Berne (awp) - Fort du succès de sa filiale transalpine Fastweb, acquise en 2007, Swisscom veut prendre une longueur d'avance sur le marché italien des télécoms. Le géant bleu met 8 milliards d'euros (7,6 milliards de francs suisses) sur la table pour prendre le contrôle de l'opérateur mobile Vodafone Italia dans l'espoir de devenir le numéro deux du secteur au sud des Alpes.

Réagissant finalement à des rumeurs relayées ces dernières semaines dans la presse, le groupe bernois a confirmé mercredi des "négociations exclusives" avec le géant britannique Vodafone concernant une reprise totale, en numéraire, de Vodafone Italia. Au terme du rachat, la cible d'acquisition doit être fusionnée avec Fastweb, filiale italienne de Swisscom, essentiellement active dans l'accès à internet.

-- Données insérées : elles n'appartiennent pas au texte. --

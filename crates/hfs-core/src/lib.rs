//! # Historical Feature Store Core
//!
//! Core types and traits shared by the historical writer and the engines it
//! runs on.
//!
//! ## Key Components
//!
//! - **Engine / DataFrame**: the abstraction over a columnar dataframe engine
//! - **StorageConfig**: maps logical storage keys to physical options
//! - **PreWriteHook**: checks run right before data is persisted
//! - **WritePlan**: the description of a write, produced by the writer
//! - **Errors**: strongly-typed error handling
//!
//! ## Example Usage
//!
//! ```rust,ignore
//! use hfs_core::prelude::*;
//!
//! async fn row_count<E: Engine>(engine: &E, table: &str) -> Result<u64> {
//!     engine.read_table(table).await?.count().await
//! }
//! ```

pub use engine::Engine;
pub use error::{Error, Result};
pub use frame::DataFrame;
pub use hook::PreWriteHook;
pub use plan::{WritePlan, DRY_RUN_TABLE_PREFIX};
pub use storage::{StorageConfig, StorageOptions};
pub use types::{
    ColumnExpr, DatePart, FeatureSet, OverwriteMode, SaveMode, WriteMode,
    PARTITION_DAY, PARTITION_MONTH, PARTITION_OVERWRITE_MODE_KEY, PARTITION_YEAR,
    TIMESTAMP_COLUMN,
};

pub mod config;
pub mod storage;

mod engine;
mod error;
mod frame;
mod hook;
mod plan;
mod types;

/// Commonly used imports: `use hfs_core::prelude::*`
pub mod prelude {
    pub use crate::engine::Engine;
    pub use crate::error::{Error, Result};
    pub use crate::frame::DataFrame;
    pub use crate::hook::PreWriteHook;
    pub use crate::plan::WritePlan;
    pub use crate::storage::{StorageConfig, StorageOptions};
    pub use crate::types::{ColumnExpr, FeatureSet, OverwriteMode, SaveMode, WriteMode};
}
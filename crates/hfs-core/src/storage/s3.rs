//! S3-compatible storage configuration
//!
//! Keys resolve to `s3a://{bucket}/{key}`, the scheme Hadoop-based engines use
//! for S3. The bucket defaults to `FEATURE_STORE_S3_BUCKET`.

use serde::{Deserialize, Serialize};

use super::{base_options, StorageConfig, StorageOptions, DEFAULT_FORMAT};
use crate::{Error, Result, SaveMode};

/// Environment variable holding the default bucket
pub const BUCKET_ENV: &str = "FEATURE_STORE_S3_BUCKET";

/// Datalake configuration on AWS S3
#[derive(Debug, Clone, PartialEq, Eq, Serialize, Deserialize)]
pub struct S3Config {
    /// Bucket name, without scheme
    pub bucket: String,

    /// Save mode for writes (default: overwrite)
    #[serde(default)]
    pub mode: SaveMode,

    /// Serialization format (default: parquet)
    #[serde(default = "default_format")]
    pub format: String,
}

fn default_format() -> String {
    DEFAULT_FORMAT.to_string()
}

impl S3Config {
    /// Creates a config for `bucket` with overwrite mode and parquet format
    pub fn new(bucket: impl Into<String>) -> Self {
        Self {
            bucket: bucket.into(),
            mode: SaveMode::default(),
            format: default_format(),
        }
    }

    /// Creates a config from `FEATURE_STORE_S3_BUCKET`
    ///
    /// # Errors
    ///
    /// `ConfigError` if the variable is unset or empty.
    pub fn from_env() -> Result<Self> {
        let bucket = std::env::var(BUCKET_ENV).unwrap_or_default();
        if bucket.trim().is_empty() {
            return Err(Error::config(format!("{} is not set", BUCKET_ENV)));
        }
        Ok(Self::new(bucket))
    }

    pub fn with_mode(mut self, mode: SaveMode) -> Self {
        self.mode = mode;
        self
    }

    pub fn with_format(mut self, format: impl Into<String>) -> Self {
        self.format = format.into();
        self
    }
}

impl StorageConfig for S3Config {
    fn options(&self, key: &str) -> Result<StorageOptions> {
        let bucket = self.bucket.trim_matches('/');
        if bucket.is_empty() {
            return Err(Error::config("S3 bucket must not be empty"));
        }
        let path = format!("s3a://{}/{}", bucket, key.trim_start_matches('/'));
        Ok(base_options(path, &self.format, self.mode))
    }

    fn format(&self) -> &str {
        &self.format
    }

    fn mode(&self) -> SaveMode {
        self.mode
    }
}
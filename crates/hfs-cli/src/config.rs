//! CLI configuration handling

use anyhow::{bail, Context, Result};
use hfs_arrow::CompressionCodec;
use hfs_core::config::WriterConfig;
use serde::{Deserialize, Serialize};
use std::path::Path;

/// CLI configuration
#[derive(Debug, Clone, Serialize, Deserialize)]
pub struct CliConfig {
    /// Historical writer settings
    pub writer: WriterConfig,

    /// Local engine settings
    #[serde(default)]
    pub engine: EngineConfig,
}

#[derive(Debug, Clone, Serialize, Deserialize)]
pub struct EngineConfig {
    /// Value of spark.sql.sources.partitionOverwriteMode (dynamic, static)
    #[serde(default = "default_overwrite_mode")]
    pub partition_overwrite_mode: String,

    /// Compression codec (zstd, zstd1, zstd9, snappy, lz4, none)
    #[serde(default = "default_compression")]
    pub compression: String,
}

impl Default for EngineConfig {
    fn default() -> Self {
        Self {
            partition_overwrite_mode: default_overwrite_mode(),
            compression: default_compression(),
        }
    }
}

fn default_overwrite_mode() -> String {
    "dynamic".to_string()
}

fn default_compression() -> String {
    "zstd".to_string()
}

impl EngineConfig {
    pub fn compression_codec(&self) -> Result<CompressionCodec> {
        parse_compression(&self.compression)
    }
}

pub fn parse_compression(name: &str) -> Result<CompressionCodec> {
    let codec = match name.trim().to_lowercase().as_str() {
        "zstd" | "zstd3" => CompressionCodec::ZstdLevel3,
        "zstd1" => CompressionCodec::ZstdLevel1,
        "zstd9" => CompressionCodec::ZstdLevel9,
        "snappy" => CompressionCodec::Snappy,
        "lz4" => CompressionCodec::Lz4,
        "none" | "uncompressed" => CompressionCodec::Uncompressed,
        other => bail!("Unknown compression codec '{}'", other),
    };
    Ok(codec)
}

/// Load configuration from file or defaults
pub fn load_config(
    config_path: Option<&str>,
    storage_path: &str,
    database: &str,
) -> Result<CliConfig> {
    if let Some(path) = config_path {
        return load_from_file(path);
    }

    let default_locations = [
        ".hfs/config.yaml",
        ".hfs/config.yml",
        "hfs.yaml",
        "hfs.yml",
    ];

    for location in &default_locations {
        if Path::new(location).exists() {
            return load_from_file(location);
        }
    }

    tracing::debug!(storage = storage_path, database, "No configuration file, using defaults");
    Ok(CliConfig {
        writer: WriterConfig::local(database, storage_path)?,
        engine: EngineConfig::default(),
    })
}

/// Reads a CLI config (`writer` + `engine`) or a bare writer config
fn load_from_file(path: &str) -> Result<CliConfig> {
    let content = std::fs::read_to_string(path)
        .with_context(|| format!("Failed to read config file: {}", path))?;

    let config: CliConfig = if path.ends_with(".json") {
        serde_json::from_str(&content)
            .with_context(|| format!("Failed to parse JSON config: {}", path))?
    } else {
        let value: serde_yaml::Value = serde_yaml::from_str(&content)
            .with_context(|| format!("Failed to parse YAML config: {}", path))?;
        if value.get("writer").is_none() {
            let writer = hfs_core::config::load(path)
                .with_context(|| format!("Invalid writer configuration in {}", path))?;
            return Ok(CliConfig {
                writer,
                engine: EngineConfig::default(),
            });
        }
        serde_yaml::from_value(value)
            .with_context(|| format!("Failed to parse YAML config: {}", path))?
    };

    config
        .writer
        .validate()
        .with_context(|| format!("Invalid writer configuration in {}", path))?;
    config.engine.compression_codec()?;
    Ok(config)
}
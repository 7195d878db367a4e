//! hfs - Historical Feature Store command line tool
//!
//! Commands:
//! - `plan` - Show the write plan for a feature set without writing
//! - `write` - Write a feature set into the historical store and validate it
//! - `validate` - Compare a feature set with what the store holds

use anyhow::Result;
use clap::{Args, Parser, Subcommand};
use tracing_subscriber::{fmt, prelude::*, EnvFilter};

mod commands;
mod config;
mod output;

use commands::{plan, validate, write};

/// hfs - Historical Feature Store writer
#[derive(Parser)]
#[command(name = "hfs")]
#[command(version = env!("CARGO_PKG_VERSION"))]
#[command(about = "Write feature sets into the historical feature store", long_about = None)]
struct Cli {
    /// Configuration file path
    #[arg(short, long, env = "HFS_CONFIG")]
    config: Option<String>,

    /// Local storage base path (used when no configuration file is found)
    #[arg(long, env = "FEATURE_STORE_LOCAL_PATH", default_value = ".hfs/store")]
    storage: String,

    /// Historical database name (used when no configuration file is found)
    #[arg(
        long,
        env = "FEATURE_STORE_HISTORICAL_DATABASE",
        default_value = "feature_store"
    )]
    database: String,

    /// Output format (table, json, yaml)
    #[arg(short, long, default_value = "table")]
    output: String,

    /// Verbose output (-v, -vv, -vvv)
    #[arg(short, long, action = clap::ArgAction::Count)]
    verbose: u8,

    #[command(subcommand)]
    command: Commands,
}

/// Identifies the feature set and where its data comes from
#[derive(Args, Debug, Clone)]
pub struct FeatureSetArgs {
    /// Parquet file or directory holding the feature set dataframe
    #[arg(short, long)]
    input: String,

    /// Entity the feature set belongs to
    #[arg(short, long)]
    entity: String,

    /// Feature set name
    #[arg(short, long)]
    name: String,
}

#[derive(Subcommand)]
enum Commands {
    /// Show the write plan for a feature set without writing anything
    Plan {
        #[command(flatten)]
        feature_set: FeatureSetArgs,

        /// Plan a dry run (temporary view instead of the real table)
        #[arg(long)]
        dry_run: bool,
    },

    /// Write a feature set into the historical store, then validate it
    Write {
        #[command(flatten)]
        feature_set: FeatureSetArgs,

        /// Write to a temporary view instead of the real table
        #[arg(long)]
        dry_run: bool,

        /// Skip the post-write count validation
        #[arg(long)]
        no_validate: bool,
    },

    /// Validate stored data against a feature set
    Validate {
        #[command(flatten)]
        feature_set: FeatureSetArgs,

        /// Override the configured validation threshold
        #[arg(long)]
        threshold: Option<f64>,
    },
}

#[tokio::main]
async fn main() -> Result<()> {
    let cli = Cli::parse();

    let filter = match cli.verbose {
        0 => "warn,hfs=info",
        1 => "info,hfs=debug",
        2 => "debug",
        _ => "trace",
    };

    tracing_subscriber::registry()
        .with(fmt::layer().with_target(true))
        .with(EnvFilter::try_from_default_env().unwrap_or_else(|_| EnvFilter::new(filter)))
        .init();

    let config = config::load_config(cli.config.as_deref(), &cli.storage, &cli.database)?;

    match cli.command {
        Commands::Plan {
            feature_set,
            dry_run,
        } => {
            plan::run(&config, &feature_set, dry_run, &cli.output).await?;
        }

        Commands::Write {
            feature_set,
            dry_run,
            no_validate,
        } => {
            write::run(&config, &feature_set, dry_run, !no_validate, &cli.output).await?;
        }

        Commands::Validate {
            feature_set,
            threshold,
        } => {
            validate::run(&config, &feature_set, threshold).await?;
        }
    }

    Ok(())
}
//! Validate stored data against a feature set

use anyhow::Result;

use crate::config::CliConfig;
use crate::output::{print_error, print_info, print_success};
use crate::FeatureSetArgs;

use super::open_session;

pub async fn run(config: &CliConfig, args: &FeatureSetArgs, threshold: Option<f64>) -> Result<()> {
    let session = open_session(config, args, false, threshold).await?;
    let table = session.writer.validation_table_name(&session.feature_set);

    print_info(&format!(
        "Validating {} against {} (threshold {})",
        table,
        args.input,
        session.writer.validation_threshold()
    ));

    match session
        .writer
        .validate(&session.feature_set, &session.input, &session.engine)
        .await
    {
        Ok(()) => {
            print_success(&format!("Row counts of {} are within tolerance", table));
            Ok(())
        }
        Err(err) => {
            print_error(&err.to_string());
            Err(err.into())
        }
    }
}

L'opérateur britannique a pour sa part indiqué être entré en négociations "exclusives avec plusieurs partis pour explorer une consolidation du marché en Italie". L'issue des discussions est encore ouverte, ont cependant averti les deux groupes.

Vodafone Group semble ainsi tourner le dos au français Iliad qui avait présenté en décembre 2023 une offre de fusion de leurs activités italiennes respectives dans le cadre d'une coentreprise à parts égales. La proposition valorisait Vodafone Italia à 10,5 milliards d'euros.

L'offre soumise par Swisscom semble par contre avoir eu la faveur du géant britannique. La valeur d'entreprise de Vodafone Italia représente ainsi un multiple de 26 du flux de trésorerie opérationnel et un multiple de 7,6 du résultat brut d'exploitation (Ebitda) attendus cette année, a précisé Vodafone dans un communiqué distinct.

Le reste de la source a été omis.